Collected data:
══════════════════════════════
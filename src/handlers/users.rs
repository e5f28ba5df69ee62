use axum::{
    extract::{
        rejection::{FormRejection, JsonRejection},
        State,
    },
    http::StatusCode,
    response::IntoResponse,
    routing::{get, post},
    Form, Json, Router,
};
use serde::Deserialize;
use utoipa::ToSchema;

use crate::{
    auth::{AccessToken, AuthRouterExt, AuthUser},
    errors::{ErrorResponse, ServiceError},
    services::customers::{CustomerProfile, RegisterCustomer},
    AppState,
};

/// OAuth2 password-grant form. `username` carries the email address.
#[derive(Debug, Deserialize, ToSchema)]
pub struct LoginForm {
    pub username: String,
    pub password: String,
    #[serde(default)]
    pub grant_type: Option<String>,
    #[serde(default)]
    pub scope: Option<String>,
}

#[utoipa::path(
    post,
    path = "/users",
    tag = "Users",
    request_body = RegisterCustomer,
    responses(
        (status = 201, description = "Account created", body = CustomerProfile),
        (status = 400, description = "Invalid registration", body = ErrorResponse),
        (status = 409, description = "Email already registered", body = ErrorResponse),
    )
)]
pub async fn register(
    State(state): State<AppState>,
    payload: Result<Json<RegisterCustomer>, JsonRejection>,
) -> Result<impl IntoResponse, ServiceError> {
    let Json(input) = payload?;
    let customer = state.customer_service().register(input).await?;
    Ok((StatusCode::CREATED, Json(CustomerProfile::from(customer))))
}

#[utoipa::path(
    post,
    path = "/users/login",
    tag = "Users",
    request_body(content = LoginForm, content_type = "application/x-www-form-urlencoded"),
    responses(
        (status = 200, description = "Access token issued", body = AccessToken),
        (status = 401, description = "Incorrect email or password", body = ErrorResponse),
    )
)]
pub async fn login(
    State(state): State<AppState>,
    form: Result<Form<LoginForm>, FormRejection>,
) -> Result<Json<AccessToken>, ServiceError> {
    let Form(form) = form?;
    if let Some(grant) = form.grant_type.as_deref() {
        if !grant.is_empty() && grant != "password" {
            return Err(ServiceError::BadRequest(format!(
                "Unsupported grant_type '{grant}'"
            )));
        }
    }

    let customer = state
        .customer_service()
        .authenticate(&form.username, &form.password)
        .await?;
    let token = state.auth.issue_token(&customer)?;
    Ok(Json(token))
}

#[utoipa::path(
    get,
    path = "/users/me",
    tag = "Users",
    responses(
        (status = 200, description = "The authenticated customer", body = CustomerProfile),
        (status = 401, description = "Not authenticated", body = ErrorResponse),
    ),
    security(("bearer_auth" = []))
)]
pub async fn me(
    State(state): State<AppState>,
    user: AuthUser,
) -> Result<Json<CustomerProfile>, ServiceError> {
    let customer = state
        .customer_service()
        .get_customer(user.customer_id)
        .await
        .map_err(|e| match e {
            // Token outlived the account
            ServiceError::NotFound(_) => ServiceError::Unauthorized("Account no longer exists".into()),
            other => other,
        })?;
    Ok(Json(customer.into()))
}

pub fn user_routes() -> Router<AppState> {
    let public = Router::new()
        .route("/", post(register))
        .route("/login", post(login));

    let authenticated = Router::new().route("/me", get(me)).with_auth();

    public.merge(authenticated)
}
══════════════════════════════
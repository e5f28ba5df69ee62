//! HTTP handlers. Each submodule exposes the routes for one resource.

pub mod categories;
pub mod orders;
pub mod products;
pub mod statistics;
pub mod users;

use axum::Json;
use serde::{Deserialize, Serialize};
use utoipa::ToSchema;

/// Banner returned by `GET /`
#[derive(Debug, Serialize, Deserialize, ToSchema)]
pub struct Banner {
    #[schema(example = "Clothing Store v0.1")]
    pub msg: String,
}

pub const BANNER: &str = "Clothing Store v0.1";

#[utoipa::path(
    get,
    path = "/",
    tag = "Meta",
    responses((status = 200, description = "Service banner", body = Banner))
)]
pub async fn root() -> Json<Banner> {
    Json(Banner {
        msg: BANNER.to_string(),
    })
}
══════════════════════════════
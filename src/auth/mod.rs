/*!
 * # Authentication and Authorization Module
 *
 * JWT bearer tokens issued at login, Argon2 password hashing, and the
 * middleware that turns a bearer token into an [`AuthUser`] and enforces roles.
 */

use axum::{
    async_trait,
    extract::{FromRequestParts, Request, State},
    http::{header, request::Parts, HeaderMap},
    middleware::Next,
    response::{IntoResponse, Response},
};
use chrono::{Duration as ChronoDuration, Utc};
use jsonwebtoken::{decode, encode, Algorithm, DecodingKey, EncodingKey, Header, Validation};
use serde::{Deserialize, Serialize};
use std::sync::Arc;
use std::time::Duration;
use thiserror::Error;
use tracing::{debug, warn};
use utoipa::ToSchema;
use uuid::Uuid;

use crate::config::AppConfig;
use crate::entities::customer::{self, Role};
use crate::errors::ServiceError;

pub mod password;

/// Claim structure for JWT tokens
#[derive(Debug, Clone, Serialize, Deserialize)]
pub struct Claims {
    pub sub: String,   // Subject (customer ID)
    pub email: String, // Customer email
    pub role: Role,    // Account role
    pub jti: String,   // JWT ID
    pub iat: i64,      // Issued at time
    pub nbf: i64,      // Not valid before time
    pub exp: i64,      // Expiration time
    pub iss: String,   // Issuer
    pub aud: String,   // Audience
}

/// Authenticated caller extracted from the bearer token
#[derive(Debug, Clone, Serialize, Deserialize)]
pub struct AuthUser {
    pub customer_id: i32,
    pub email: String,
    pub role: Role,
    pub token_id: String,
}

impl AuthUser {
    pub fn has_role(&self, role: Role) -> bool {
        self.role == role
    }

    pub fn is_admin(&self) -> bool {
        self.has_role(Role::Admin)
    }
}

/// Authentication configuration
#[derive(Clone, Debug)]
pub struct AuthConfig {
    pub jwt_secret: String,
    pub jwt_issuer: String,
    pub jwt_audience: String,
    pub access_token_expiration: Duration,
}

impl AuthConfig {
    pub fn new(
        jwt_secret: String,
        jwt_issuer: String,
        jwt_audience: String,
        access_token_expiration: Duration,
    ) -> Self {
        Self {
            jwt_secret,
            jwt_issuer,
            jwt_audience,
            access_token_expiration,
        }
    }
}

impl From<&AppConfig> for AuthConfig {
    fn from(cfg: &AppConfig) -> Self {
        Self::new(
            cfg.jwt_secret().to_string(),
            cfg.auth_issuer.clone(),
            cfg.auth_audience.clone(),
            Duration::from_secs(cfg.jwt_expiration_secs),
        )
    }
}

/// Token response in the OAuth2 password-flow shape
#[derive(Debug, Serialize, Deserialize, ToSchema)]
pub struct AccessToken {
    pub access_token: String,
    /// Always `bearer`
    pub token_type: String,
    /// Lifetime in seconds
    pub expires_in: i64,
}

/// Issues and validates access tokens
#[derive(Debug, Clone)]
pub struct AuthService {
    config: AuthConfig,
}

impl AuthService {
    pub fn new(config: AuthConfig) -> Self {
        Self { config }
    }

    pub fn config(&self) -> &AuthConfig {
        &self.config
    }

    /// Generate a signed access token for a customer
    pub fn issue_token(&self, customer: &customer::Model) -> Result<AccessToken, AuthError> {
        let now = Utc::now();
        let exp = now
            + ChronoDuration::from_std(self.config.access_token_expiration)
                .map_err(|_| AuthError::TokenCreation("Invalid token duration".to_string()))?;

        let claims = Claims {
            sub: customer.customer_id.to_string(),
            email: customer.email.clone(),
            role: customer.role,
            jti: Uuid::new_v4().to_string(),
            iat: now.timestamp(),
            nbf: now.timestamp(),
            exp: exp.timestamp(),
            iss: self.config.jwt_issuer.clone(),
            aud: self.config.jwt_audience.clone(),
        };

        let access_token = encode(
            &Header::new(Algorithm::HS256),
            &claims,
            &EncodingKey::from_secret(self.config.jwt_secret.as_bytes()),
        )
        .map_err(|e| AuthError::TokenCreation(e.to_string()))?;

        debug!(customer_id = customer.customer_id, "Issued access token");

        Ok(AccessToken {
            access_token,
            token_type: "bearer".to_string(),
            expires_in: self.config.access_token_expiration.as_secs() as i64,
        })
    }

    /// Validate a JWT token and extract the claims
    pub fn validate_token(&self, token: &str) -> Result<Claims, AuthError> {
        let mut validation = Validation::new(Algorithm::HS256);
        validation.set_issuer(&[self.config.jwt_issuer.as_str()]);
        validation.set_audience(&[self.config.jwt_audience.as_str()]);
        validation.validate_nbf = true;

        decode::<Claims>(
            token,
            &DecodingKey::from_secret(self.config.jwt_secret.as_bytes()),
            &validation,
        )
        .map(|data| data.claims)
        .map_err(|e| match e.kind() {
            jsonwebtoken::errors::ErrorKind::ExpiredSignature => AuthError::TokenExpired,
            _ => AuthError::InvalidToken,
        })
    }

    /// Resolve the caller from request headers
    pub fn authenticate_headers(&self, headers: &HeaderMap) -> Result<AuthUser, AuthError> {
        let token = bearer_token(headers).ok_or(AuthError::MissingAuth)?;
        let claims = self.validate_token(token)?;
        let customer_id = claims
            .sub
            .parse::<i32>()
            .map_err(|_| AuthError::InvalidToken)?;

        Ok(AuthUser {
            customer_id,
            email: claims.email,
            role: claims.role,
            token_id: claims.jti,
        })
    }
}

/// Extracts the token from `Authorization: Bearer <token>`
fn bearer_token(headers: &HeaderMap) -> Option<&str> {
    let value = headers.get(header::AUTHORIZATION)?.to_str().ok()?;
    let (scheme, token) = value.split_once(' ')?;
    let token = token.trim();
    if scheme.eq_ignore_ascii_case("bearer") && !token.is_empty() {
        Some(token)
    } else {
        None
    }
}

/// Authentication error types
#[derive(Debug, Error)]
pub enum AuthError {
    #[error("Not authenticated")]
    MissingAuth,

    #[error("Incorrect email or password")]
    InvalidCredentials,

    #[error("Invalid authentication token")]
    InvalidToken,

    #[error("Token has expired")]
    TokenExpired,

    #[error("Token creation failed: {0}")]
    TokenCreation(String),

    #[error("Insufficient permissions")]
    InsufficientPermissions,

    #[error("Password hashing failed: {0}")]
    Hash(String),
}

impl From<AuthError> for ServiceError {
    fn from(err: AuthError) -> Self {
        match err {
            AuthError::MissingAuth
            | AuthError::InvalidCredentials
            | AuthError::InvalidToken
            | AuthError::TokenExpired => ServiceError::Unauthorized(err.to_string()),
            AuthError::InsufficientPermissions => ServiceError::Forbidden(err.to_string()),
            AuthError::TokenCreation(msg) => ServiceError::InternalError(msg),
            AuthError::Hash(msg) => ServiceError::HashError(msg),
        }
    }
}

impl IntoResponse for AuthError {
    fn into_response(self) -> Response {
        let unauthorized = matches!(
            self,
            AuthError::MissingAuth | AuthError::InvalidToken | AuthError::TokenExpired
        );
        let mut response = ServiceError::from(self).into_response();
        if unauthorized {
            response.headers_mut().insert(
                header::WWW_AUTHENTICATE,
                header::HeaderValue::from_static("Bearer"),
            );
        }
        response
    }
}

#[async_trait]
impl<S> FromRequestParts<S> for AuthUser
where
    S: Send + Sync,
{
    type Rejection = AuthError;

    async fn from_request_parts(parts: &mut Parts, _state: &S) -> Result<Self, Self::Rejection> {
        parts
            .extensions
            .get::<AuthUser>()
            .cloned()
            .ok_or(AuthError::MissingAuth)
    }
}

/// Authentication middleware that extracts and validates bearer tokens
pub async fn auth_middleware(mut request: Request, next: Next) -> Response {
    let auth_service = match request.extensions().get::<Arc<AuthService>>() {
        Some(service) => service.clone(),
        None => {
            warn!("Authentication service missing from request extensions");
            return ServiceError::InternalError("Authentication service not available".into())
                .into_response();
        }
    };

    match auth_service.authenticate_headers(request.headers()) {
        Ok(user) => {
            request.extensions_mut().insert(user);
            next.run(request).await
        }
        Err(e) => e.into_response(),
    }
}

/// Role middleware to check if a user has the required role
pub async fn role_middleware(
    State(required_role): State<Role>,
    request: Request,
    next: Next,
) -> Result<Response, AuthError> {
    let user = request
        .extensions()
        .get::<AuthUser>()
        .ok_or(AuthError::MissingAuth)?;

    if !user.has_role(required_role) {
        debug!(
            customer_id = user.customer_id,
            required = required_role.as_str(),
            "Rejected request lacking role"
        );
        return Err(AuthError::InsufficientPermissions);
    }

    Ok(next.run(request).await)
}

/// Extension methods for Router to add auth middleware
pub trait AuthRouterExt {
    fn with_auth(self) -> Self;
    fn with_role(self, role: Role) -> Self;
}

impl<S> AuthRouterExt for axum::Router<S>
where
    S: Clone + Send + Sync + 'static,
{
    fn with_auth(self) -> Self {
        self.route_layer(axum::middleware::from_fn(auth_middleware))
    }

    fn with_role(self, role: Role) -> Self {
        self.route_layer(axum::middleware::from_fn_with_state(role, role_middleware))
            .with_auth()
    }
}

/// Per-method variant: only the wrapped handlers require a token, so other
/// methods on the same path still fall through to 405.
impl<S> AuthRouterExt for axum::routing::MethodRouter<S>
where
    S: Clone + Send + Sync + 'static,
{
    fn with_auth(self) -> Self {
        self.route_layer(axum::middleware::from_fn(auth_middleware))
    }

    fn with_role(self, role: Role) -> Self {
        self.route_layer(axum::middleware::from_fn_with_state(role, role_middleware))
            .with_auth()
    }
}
══════════════════════════════
■ WHAT IS REQUIRED ■
Scan the data above for the string "bool". Copy every line in which it appears.

■ REPLY TO THE TASK ■
    pub fn has_role(&self, role: Role) -> bool {
    pub fn is_admin(&self) -> bool {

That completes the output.